天黑的时候父亲去割红薯藤,高大的椿芽树被风追的抱头痛哭。沿着泥泞的小道,我赶着最后一股瑟风悄悄躲到木头床上,钻进潮湿的被窝,一生最为温暖的地方。甚至没有一盏吱吱燃烧的煤油灯相伴,没有一个可以反复咀嚼的故事,就像没有一个可供怀念的人。
巳.
去检查眼睛时,指数又上涨了,双眼合起来一千、百度,默默无闻。似乎只有专业数据才能窥见它的变迁,无常,反复,套用一层禁锢之后反而变得越发明亮。

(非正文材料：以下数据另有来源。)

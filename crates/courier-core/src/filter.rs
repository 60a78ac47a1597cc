//! Endpoint filter predicates evaluated against event payloads.
//!
//! An endpoint may narrow the events it receives with a map of conditions
//! keyed by top-level payload field:
//!
//! ```json
//! { "status": { "operator": "equals", "value": "critical" } }
//! ```
//!
//! A condition whose field is absent from the payload is ignored. Every
//! remaining condition must hold for the endpoint to qualify.

use std::collections::BTreeMap;

use serde::{Deserialize, Serialize};
use serde_json::Value;

/// Comparison applied by a single filter condition.
#[derive(Debug, Clone, Copy, PartialEq, Eq, Default, Serialize, Deserialize)]
#[serde(rename_all = "snake_case")]
pub enum FilterOperator {
    /// Payload value equals the condition value.
    #[default]
    Equals,
    /// Payload value differs from the condition value.
    NotEquals,
    /// Substring for strings, membership for arrays, key presence for
    /// objects.
    Contains,
}

/// One `{operator, value}` condition attached to a payload field.
#[derive(Debug, Clone, PartialEq, Serialize, Deserialize)]
pub struct FilterCondition {
    /// Comparison to apply; defaults to `equals`.
    #[serde(default)]
    pub operator: FilterOperator,
    /// Value the payload field is compared against.
    pub value: Value,
}

impl FilterCondition {
    /// Creates an `equals` condition.
    pub fn equals(value: impl Into<Value>) -> Self {
        Self { operator: FilterOperator::Equals, value: value.into() }
    }

    /// Creates a `not_equals` condition.
    pub fn not_equals(value: impl Into<Value>) -> Self {
        Self { operator: FilterOperator::NotEquals, value: value.into() }
    }

    /// Creates a `contains` condition.
    pub fn contains(value: impl Into<Value>) -> Self {
        Self { operator: FilterOperator::Contains, value: value.into() }
    }

    /// Evaluates this condition against a present payload value.
    pub fn holds_for(&self, actual: &Value) -> bool {
        match self.operator {
            FilterOperator::Equals => values_equal(actual, &self.value),
            FilterOperator::NotEquals => !values_equal(actual, &self.value),
            FilterOperator::Contains => value_contains(actual, &self.value),
        }
    }
}

/// Field name to condition map stored on an endpoint.
#[derive(Debug, Clone, Default, PartialEq, Serialize, Deserialize)]
#[serde(transparent)]
pub struct FilterConditions(pub BTreeMap<String, FilterCondition>);

impl FilterConditions {
    /// Creates an empty filter that accepts every payload.
    pub fn new() -> Self {
        Self(BTreeMap::new())
    }

    /// Adds a condition for `field`, replacing any existing one.
    #[must_use]
    pub fn with(mut self, field: impl Into<String>, condition: FilterCondition) -> Self {
        self.0.insert(field.into(), condition);
        self
    }

    /// Returns true when no conditions are configured.
    pub fn is_empty(&self) -> bool {
        self.0.is_empty()
    }

    /// Returns true when the payload satisfies every applicable condition.
    ///
    /// Non-object payloads have no fields, so every condition is skipped.
    pub fn matches(&self, payload: &Value) -> bool {
        let Some(fields) = payload.as_object() else {
            return true;
        };

        self.0.iter().all(|(field, condition)| match fields.get(field) {
            Some(actual) => condition.holds_for(actual),
            None => true,
        })
    }
}

fn values_equal(actual: &Value, expected: &Value) -> bool {
    match (actual, expected) {
        // 10 and 10.0 compare equal
        (Value::Number(a), Value::Number(b)) => match (a.as_f64(), b.as_f64()) {
            (Some(a), Some(b)) => a == b,
            _ => a == b,
        },
        _ => actual == expected,
    }
}

fn value_contains(haystack: &Value, needle: &Value) -> bool {
    match haystack {
        Value::String(s) => needle.as_str().is_some_and(|n| s.contains(n)),
        Value::Array(items) => items.iter().any(|item| values_equal(item, needle)),
        Value::Object(map) => needle.as_str().is_some_and(|key| map.contains_key(key)),
        _ => false,
    }
}

#[cfg(test)]
mod tests {
    use serde_json::json;

    use super::*;

    #[test]
    fn empty_filter_matches_everything() {
        let filter = FilterConditions::new();
        assert!(filter.matches(&json!({"anything": 1})));
        assert!(filter.matches(&json!(null)));
    }

    #[test]
    fn equals_requires_matching_value() {
        let filter = FilterConditions::new().with("status", FilterCondition::equals("critical"));

        assert!(filter.matches(&json!({"status": "critical"})));
        assert!(!filter.matches(&json!({"status": "minor"})));
    }

    #[test]
    fn absent_field_is_ignored() {
        let filter = FilterConditions::new().with("status", FilterCondition::equals("critical"));
        assert!(filter.matches(&json!({"other": "value"})));
    }

    #[test]
    fn not_equals_negates() {
        let filter = FilterConditions::new().with("region", FilterCondition::not_equals("eu"));

        assert!(filter.matches(&json!({"region": "us"})));
        assert!(!filter.matches(&json!({"region": "eu"})));
    }

    #[test]
    fn contains_handles_strings_arrays_and_objects() {
        let filter = FilterConditions::new().with("tags", FilterCondition::contains("vip"));

        assert!(filter.matches(&json!({"tags": ["new", "vip"]})));
        assert!(!filter.matches(&json!({"tags": ["new"]})));
        assert!(filter.matches(&json!({"tags": "vip-customer"})));
        assert!(filter.matches(&json!({"tags": {"vip": true}})));
        assert!(!filter.matches(&json!({"tags": 42})));
    }

    #[test]
    fn numbers_compare_by_value() {
        let filter = FilterConditions::new().with("quantity", FilterCondition::equals(10));

        assert!(filter.matches(&json!({"quantity": 10.0})));
        assert!(!filter.matches(&json!({"quantity": 2})));
        assert!(!filter.matches(&json!({"quantity": "10"})));
    }

    #[test]
    fn all_present_conditions_must_hold() {
        let filter = FilterConditions::new()
            .with("status", FilterCondition::equals("critical"))
            .with("region", FilterCondition::not_equals("eu"));

        assert!(filter.matches(&json!({"status": "critical", "region": "us"})));
        assert!(!filter.matches(&json!({"status": "critical", "region": "eu"})));
        assert!(filter.matches(&json!({"status": "critical"})));
    }

    #[test]
    fn deserializes_stored_format() {
        let filter: FilterConditions = serde_json::from_value(json!({
            "quantity": {"operator": "equals", "value": 10},
            "sku": {"value": "X1"}
        }))
        .unwrap();

        assert_eq!(filter.0["quantity"], FilterCondition::equals(10));
        assert_eq!(filter.0["sku"].operator, FilterOperator::Equals);
    }

    #[test]
    fn unknown_operator_is_rejected() {
        let result: Result<FilterConditions, _> =
            serde_json::from_value(json!({"status": {"operator": "matches", "value": "x"}}));
        assert!(result.is_err());
    }
}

中途换过三次眼镜,第一次是塑料结构,第二次是钢架结构,现在是钢架加塑料,不管戴怎样的眼镜都改变不了近视这个事实。更加漫长的岁月里我不得不带着这种符号穿梭于校园、乡村、闹市,再从农村到城市,从夜晚到白昼。从一个不谙世事的孩子长成半包围的少年,它见证了我的一切,包括隐私、疼痛、喜悦,给予适当的勉励、打击、漠视,成为我一生也挥之不去的财富!
午.
当我发现好多失去联系的人突然有一天再次出现,我会打着手电仔细核对他们的面貌、生平、籍贯,确信他们就是再一次确信我们自己,正如迟子建在一篇散文中描述的“我今后必须还要走我们曾走过的街道,还要去我们曾去过的商场,还要到我们曾举杯共饮的餐馆,我不能把这曾十分熟悉的日常生活统统排斥在我的未来生活之外,这不现实,也不人道”。
未.
过年回家的时候一位老妇人用掉光牙齿的嘴巴喊我乳名,漏风、消瘦,似乎印证了我这一生原本该有的面貌,我不知道怎样回应她,离家太久就没有家了。自此我对我的身份感到怀疑,一个简简单单的乳名将我打回原形,什么都不是,如同一茬结穗的庄稼错过了短暂的秋收期,我羞愧自己的沧桑,怎么也抵不过一个农家妇人索然无味的三言两语。
申.
好友为毕业工作的事烦忧,而不是文字,为生活添油加醋是我们的强项,但为了融入生活,我们却时常不得不钻进坟墓中掏出皑皑白骨,为这一把熊熊大火釜底抽薪,掏出自己的信仰,出卖,并学会去讨价还价。
酉.
人这一辈子注定匮乏好多东西,喜怒哀乐,注定只懂影子的悲伤。我可以用年轻来形容我的现在,但十年,二十年,三十年后还会不会这样认为?如影随形!我相信自己的影子,天明的时候消失,我们也可以视而不见,只有周遭暗下来,它才会陪伴我们,一起衰老,佝偻,枯萎,直到我们渐渐也被这个陌生的世界视而不见。
戌.
人生中的很多个阶段我都喜欢独处,喜欢一个不发音的字母,喜欢一条河、一块石头,喜欢被一群人搁在阴暗的角落,那里有人们忽视的缝隙,壁虎常常游寄在那块疆域,那里还有一道扭曲的影子,投射在墙角的三维空间里,我将它命名为另一个自己,模糊,木讷,但绝不同暗夜混为一谈。
亥.
感谢活在文字里的这么多新朋老友,感谢陕南,感谢源源流淌的玉带河,感谢不加渲染的痛,感谢身边我爱的以及爱我的人,感谢我出生于上世纪变革的梦境中,这种命错过了这个时代,我们将再也找不回来。